I — can sing — truly rural —”

“Then I was sent out scouting with a Dodge two-seater and a pocket full of cigars — throwing the bull, you know, you have to do it. Finding out what the other companies were up to. A sort of commercial spy, that’s really what it is. I didn’t know a thing about it, but I knew enough to bluff, and before they found me out I knew the game. Gee whiz, I had a stroke of luck once! I was up looking over some old wells — gone dry. They didn’t say anything about it, but the first thing I noticed, right beside one of these wells, was a couple of dead birds — sparrows or something. Gas! That’s what it was. Well, I kept mum, and drove over to a rival company about two miles off, pretending just to drop in for a friendly chat. The first thing I knew, I heard a chap complaining about a gas well on their place—‘It’s a funny thing,’ he said, ‘the way the pressure’s dropped on that well.’ That gave me an idea! I looked up the geological layout — and sure enough, their gas was leaking through our old oil well. And before they knew it, we had it tapped. A stroke of luck, that was! It gave me a lot of pull with the company.”

“That was pretty good! There’s luck in everything—”

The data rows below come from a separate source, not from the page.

use anyhow::Result;
use sea_orm::{DatabaseConnection, SqlxPostgresConnector};
use sqlx::postgres::PgPoolOptions;

pub type DbPool = sqlx::PgPool;
pub type OrmConn = DatabaseConnection;

/// Create the sqlx pool shared by migrations, the audit log and sea-orm.
pub async fn create_pool(database_url: &str) -> Result<DbPool> {
    let pool = PgPoolOptions::new()
        .max_connections(10)
        .connect(database_url)
        .await?;
    Ok(pool)
}

/// Apply the SQL files under `migrations/`.
pub async fn run_migrations(pool: &DbPool) -> Result<()> {
    sqlx::migrate!("./migrations").run(pool).await?;
    Ok(())
}

/// Wrap an existing pool in a SeaORM connection so both layers share connections.
pub fn create_orm_conn(pool: DbPool) -> OrmConn {
    SqlxPostgresConnector::from_sqlx_postgres_pool(pool)
}
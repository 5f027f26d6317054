use sea_orm::entity::prelude::*;

#[derive(Clone, Debug, PartialEq, DeriveEntityModel)]
#[sea_orm(table_name = "users")]
pub struct Model {
    #[sea_orm(primary_key)]
    pub id: i64,
    pub username: String,
    pub name: Option<String>,
    pub phone: Option<String>,
    pub role: String,
    pub created_at: DateTimeWithTimeZone,
}

#[derive(Copy, Clone, Debug, EnumIter, DeriveRelation)]
pub enum Relation {
    #[sea_orm(has_many = "super::orders::Entity")]
    Orders,
    #[sea_orm(has_many = "super::products::Entity")]
    Products,
}

impl Related<super::orders::Entity> for Entity {
    fn to() -> RelationDef {
        Relation::Orders.def()
    }
}

impl Related<super::products::Entity> for Entity {
    fn to() -> RelationDef {
        Relation::Products.def()
    }
}

impl ActiveModelBehavior for ActiveModel {}
use sea_orm::entity::prelude::*;

#[derive(Clone, Debug, PartialEq, DeriveEntityModel)]
#[sea_orm(table_name = "reviews")]
pub struct Model {
    #[sea_orm(primary_key)]
    pub id: i64,
    pub user_id: i64,
    pub product_id: i64,
    pub rating: i32,
    pub content: Option<String>,
    pub created_at: DateTimeWithTimeZone,
}

#[derive(Copy, Clone, Debug, EnumIter, DeriveRelation)]
pub enum Relation {
    #[sea_orm(
        belongs_to = "super::products::Entity",
        from = "Column::ProductId",
        to = "super::products::Column::Id"
    )]
    Products,
}

impl Related<super::products::Entity> for Entity {
    fn to() -> RelationDef {
        Relation::Products.def()
    }
}

impl ActiveModelBehavior for ActiveModel {}
use anyhow::Context;
use farm_market_api::db::{create_pool, run_migrations};

#[tokio::main]
async fn main() -> anyhow::Result<()> {
    dotenvy::dotenv().ok();
    // Only the database is needed here; payment settings may be absent.
    let database_url = std::env::var("DATABASE_URL").context("DATABASE_URL is not set")?;
    let pool = create_pool(&database_url).await?;
    run_migrations(&pool).await?;
    println!("Migrations applied");
    Ok(())
}
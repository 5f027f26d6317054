use std::sync::Arc;

use rust_decimal::Decimal;

use crate::{
    audit::{AuditLog, log_audit},
    dto::{
        orders::BatchDeleteResult,
        products::{CreateProductRequest, ProductDetail, ProductList, UpdateProductRequest},
    },
    error::{AppError, AppResult},
    models::{NewProduct, Product, ProductReference, max_unit_price},
    repository::{
        CategoryRepository, ProductReferences, ProductRepository, TransactionManager, UnitOfWork,
        UserRepository,
    },
    response::{ApiResponse, Meta},
    routes::params::ProductPageQuery,
};

const ON_SALE: i32 = 1;

pub struct ProductService {
    products: Arc<dyn ProductRepository>,
    users: Arc<dyn UserRepository>,
    categories: Arc<dyn CategoryRepository>,
    references: Arc<dyn ProductReferences>,
    transactions: Arc<dyn TransactionManager>,
    audit: Arc<dyn AuditLog>,
}

impl ProductService {
    pub fn new(
        products: Arc<dyn ProductRepository>,
        users: Arc<dyn UserRepository>,
        categories: Arc<dyn CategoryRepository>,
        references: Arc<dyn ProductReferences>,
        transactions: Arc<dyn TransactionManager>,
        audit: Arc<dyn AuditLog>,
    ) -> Self {
        Self {
            products,
            users,
            categories,
            references,
            transactions,
            audit,
        }
    }

    pub async fn create_product(
        &self,
        payload: CreateProductRequest,
    ) -> AppResult<ApiResponse<Product>> {
        if payload.stock < 0 {
            return Err(AppError::BadRequest("stock must not be negative".to_string()));
        }
        ensure_prices(payload.price, payload.discount_price)?;

        let product = self
            .products
            .insert(NewProduct {
                farmer_id: payload.farmer_id,
                category_id: payload.category_id,
                name: payload.name,
                description: payload.description,
                price: payload.price,
                discount_price: payload.discount_price,
                is_discount: payload.is_discount,
                stock: payload.stock,
                status: payload.status.unwrap_or(ON_SALE),
                image_url: payload.image_url,
            })
            .await?;

        tracing::info!(product_id = product.id, "product created");
        self.audit(Some(product.farmer_id), "product_create", product.id)
            .await;

        Ok(ApiResponse::success(
            "Product created",
            product,
            Some(Meta::empty()),
        ))
    }

    pub async fn update_product(
        &self,
        id: i64,
        payload: UpdateProductRequest,
    ) -> AppResult<ApiResponse<Product>> {
        let mut product = self.find_product(id).await?;

        if let Some(category_id) = payload.category_id {
            product.category_id = category_id;
        }
        if let Some(name) = payload.name {
            product.name = name;
        }
        if let Some(description) = payload.description {
            product.description = Some(description);
        }
        if let Some(price) = payload.price {
            product.price = price;
        }
        if let Some(discount_price) = payload.discount_price {
            product.discount_price = Some(discount_price);
        }
        if let Some(is_discount) = payload.is_discount {
            product.is_discount = is_discount;
        }
        if let Some(stock) = payload.stock {
            product.stock = stock;
        }
        if let Some(status) = payload.status {
            product.status = status;
        }
        if let Some(image_url) = payload.image_url {
            product.image_url = Some(image_url);
        }

        if product.stock < 0 {
            return Err(AppError::BadRequest("stock must not be negative".to_string()));
        }
        ensure_prices(product.price, product.discount_price)?;

        if self.products.update(&product).await? == 0 {
            return Err(AppError::Persistence(format!("update product {id}")));
        }

        tracing::info!(product_id = id, "product updated");
        self.audit(Some(product.farmer_id), "product_update", id).await;

        Ok(ApiResponse::success("Updated", product, Some(Meta::empty())))
    }

    pub async fn get_product(&self, id: i64) -> AppResult<ApiResponse<ProductDetail>> {
        let product = self.find_product(id).await?;
        let detail = self.enrich(product).await?;
        Ok(ApiResponse::success("Product", detail, Some(Meta::empty())))
    }

    pub async fn get_products_by_page(
        &self,
        query: ProductPageQuery,
    ) -> AppResult<ApiResponse<ProductList>> {
        let request = query.page_request();
        let page = self.products.page(&query.filter(), request).await?;

        let mut items = Vec::with_capacity(page.items.len());
        for product in page.items.iter().cloned() {
            items.push(self.enrich(product).await?);
        }

        let page = page.map_items(items);
        let meta = Meta::for_page(&page);
        Ok(ApiResponse::success(
            "Products",
            ProductList { items: page.items },
            Some(meta),
        ))
    }

    pub async fn update_product_status(
        &self,
        id: i64,
        status: i32,
    ) -> AppResult<ApiResponse<Product>> {
        let mut product = self.find_product(id).await?;
        product.status = status;
        if self.products.update(&product).await? == 0 {
            return Err(AppError::Persistence(format!("update status of product {id}")));
        }

        tracing::info!(product_id = id, status, "product status updated");

        Ok(ApiResponse::success(
            "Status updated",
            product,
            Some(Meta::empty()),
        ))
    }

    /// Sets the shelf status of every listed product in one unit of work.
    /// Nothing is written unless all ids resolve.
    pub async fn update_batch_status(
        &self,
        ids: Vec<i64>,
        status: i32,
    ) -> AppResult<ApiResponse<serde_json::Value>> {
        if status != 0 && status != ON_SALE {
            return Err(AppError::BadRequest(format!(
                "product status must be 0 or 1, got {status}"
            )));
        }
        if ids.is_empty() {
            return Err(AppError::BadRequest("ids must not be empty".to_string()));
        }

        let uow = self.transactions.begin().await?;
        let result = apply_status(uow.as_ref(), &ids, status).await;
        match result {
            Ok(updated) => {
                uow.commit().await?;
                tracing::info!(updated, status, "product statuses updated");
                Ok(ApiResponse::success(
                    "Status updated",
                    serde_json::json!({ "updated": updated }),
                    Some(Meta::empty()),
                ))
            }
            Err(err) => {
                if let Err(rollback_err) = uow.rollback().await {
                    tracing::error!(error = %rollback_err, "rollback failed");
                }
                Err(err)
            }
        }
    }

    pub async fn delete_product(&self, id: i64) -> AppResult<ApiResponse<serde_json::Value>> {
        self.ensure_unreferenced(id).await?;

        if self.products.delete(id).await? == 0 {
            return Err(AppError::Persistence(format!("delete product {id}")));
        }

        tracing::info!(product_id = id, "product deleted");
        self.audit(None, "product_delete", id).await;

        Ok(ApiResponse::success(
            "Deleted",
            serde_json::json!({}),
            Some(Meta::empty()),
        ))
    }

    pub async fn delete_batch(&self, ids: Vec<i64>) -> AppResult<ApiResponse<BatchDeleteResult>> {
        if ids.is_empty() {
            return Err(AppError::BadRequest("ids must not be empty".to_string()));
        }
        for id in &ids {
            self.ensure_unreferenced(*id).await?;
        }

        let deleted = self.products.delete_batch(&ids).await?;
        if deleted == 0 {
            return Err(AppError::Persistence("batch delete products".to_string()));
        }

        tracing::info!(deleted, "products deleted");
        if let Err(err) = log_audit(
            self.audit.as_ref(),
            None,
            "product_batch_delete",
            Some("products"),
            Some(serde_json::json!({ "product_ids": ids })),
        )
        .await
        {
            tracing::warn!(error = %err, "audit log failed");
        }

        Ok(ApiResponse::success(
            "Deleted",
            BatchDeleteResult { deleted },
            Some(Meta::empty()),
        ))
    }

    /// Fails on the first dependent relation, checked in
    /// [`ProductReference::GUARD_ORDER`].
    async fn ensure_unreferenced(&self, product_id: i64) -> AppResult<()> {
        for relation in ProductReference::GUARD_ORDER {
            if self.references.count(relation, product_id).await? > 0 {
                tracing::warn!(product_id, %relation, "delete blocked by dependent rows");
                return Err(AppError::ReferentialConflict {
                    product_id,
                    relation,
                });
            }
        }
        Ok(())
    }

    async fn find_product(&self, id: i64) -> AppResult<Product> {
        match self.products.get(id).await? {
            Some(p) => Ok(p),
            None => Err(AppError::not_found("Product")),
        }
    }

    async fn enrich(&self, product: Product) -> AppResult<ProductDetail> {
        let farmer = self.users.get(product.farmer_id).await?;
        let category = self.categories.get(product.category_id).await?;
        Ok(ProductDetail {
            product,
            farmer,
            category,
        })
    }

    async fn audit(&self, user_id: Option<i64>, action: &str, product_id: i64) {
        if let Err(err) = log_audit(
            self.audit.as_ref(),
            user_id,
            action,
            Some("products"),
            Some(serde_json::json!({ "product_id": product_id })),
        )
        .await
        {
            tracing::warn!(error = %err, "audit log failed");
        }
    }
}

async fn apply_status(uow: &dyn UnitOfWork, ids: &[i64], status: i32) -> AppResult<u64> {
    let mut found = Vec::with_capacity(ids.len());
    for id in ids {
        if let Some(product) = uow.get_product(*id).await? {
            found.push(product);
        }
    }
    if found.is_empty() {
        return Err(AppError::not_found("Products"));
    }
    if found.len() < ids.len() {
        return Err(AppError::not_found("Some products"));
    }

    let mut updated = 0;
    for mut product in found {
        product.status = status;
        if uow.update_product(&product).await? == 0 {
            return Err(AppError::Persistence(format!(
                "update status of product {}",
                product.id
            )));
        }
        updated += 1;
    }
    Ok(updated)
}

fn ensure_prices(price: Decimal, discount_price: Option<Decimal>) -> AppResult<()> {
    if price < Decimal::ZERO || discount_price.is_some_and(|d| d < Decimal::ZERO) {
        return Err(AppError::BadRequest("price must not be negative".to_string()));
    }
    if price > max_unit_price() || discount_price.is_some_and(|d| d > max_unit_price()) {
        return Err(AppError::BadRequest(format!(
            "price must not exceed {}",
            max_unit_price()
        )));
    }
    Ok(())
}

“It’s an awful thing to say; and I’m not insultin’ anyone that’s present here; but what I’m tellin’ you is facts and figures … There was three Italians come to New York; and they didn’t speak no English. They went to stay at a boardin’-house — I think it was kept by a Mrs. McCarty. The first night they was there, they woke up hearin’ a great noise in the room beneath, and they was scared … So one of them went to a little knothole there was in the floor, and listened. Now there was three Irishmen playin’ cards in the room beneath, but the Italian couldn’t see nothin’, and all he heard was a voice sayin’—”

“Major Kendall! Major Kendall! Is Major Kendall here?”

“Outside! Outside!”

“Two Scotch? Yes, sir.”

“And a splash.”

“Well, they was so scared they took their bundles and run out of the house; and after a while they come to the Harlem bridge; and when they was halfway across the bridge they come to a dead man lyin’ on his back in the middle of the sidewalk with his throat cut and a knife in his hand—”

“I’ll bet you’ve got an ace. Want to bet?”

“—kiddin’—”

“—and while they was standin’ there lookin’ at the corpse a policeman came up to them— say! listen to this! Are you listenin’?”

“Sure we’re listening.”

“—and says to them, ‘Who done this?’ ‘I drew!’ says the first one, ‘I cut!’ says the second one, ‘I had a hand,’ says the third: so he pinched all the three of them.”

“Ha ha! Some story! Good boy, Paddy!”

“—at the Orpheum, in Boston, two weeks ago, dressed as a woman, with a great big brass padlock hanging down behind, and biting a little Japanese fan — saying he’d been followed right to the stage door by two sailors and a fireman—”

“Have you a little fairy in your home? Well, we had, but he joined the navy!”

“—and this guy went into a saloon in Chicago, leading a tiger on a leash! A big rattlesnake put his head out of his breast pocket, and he slapped it in again. When the tiger wouldn’t lie down, he kicked it on the snout. ‘Say!’ says the bartender. ‘The town you come from must be pretty tough!’ … ‘Tough ! You said a mouthful, bo. That town’s so tough it kicked us fairies out.’”

“Ha ha ha … You know that one about the lonely fairy in Burlington, Vermont, and the alarm clock?… smothered it with kisses! I like that story.”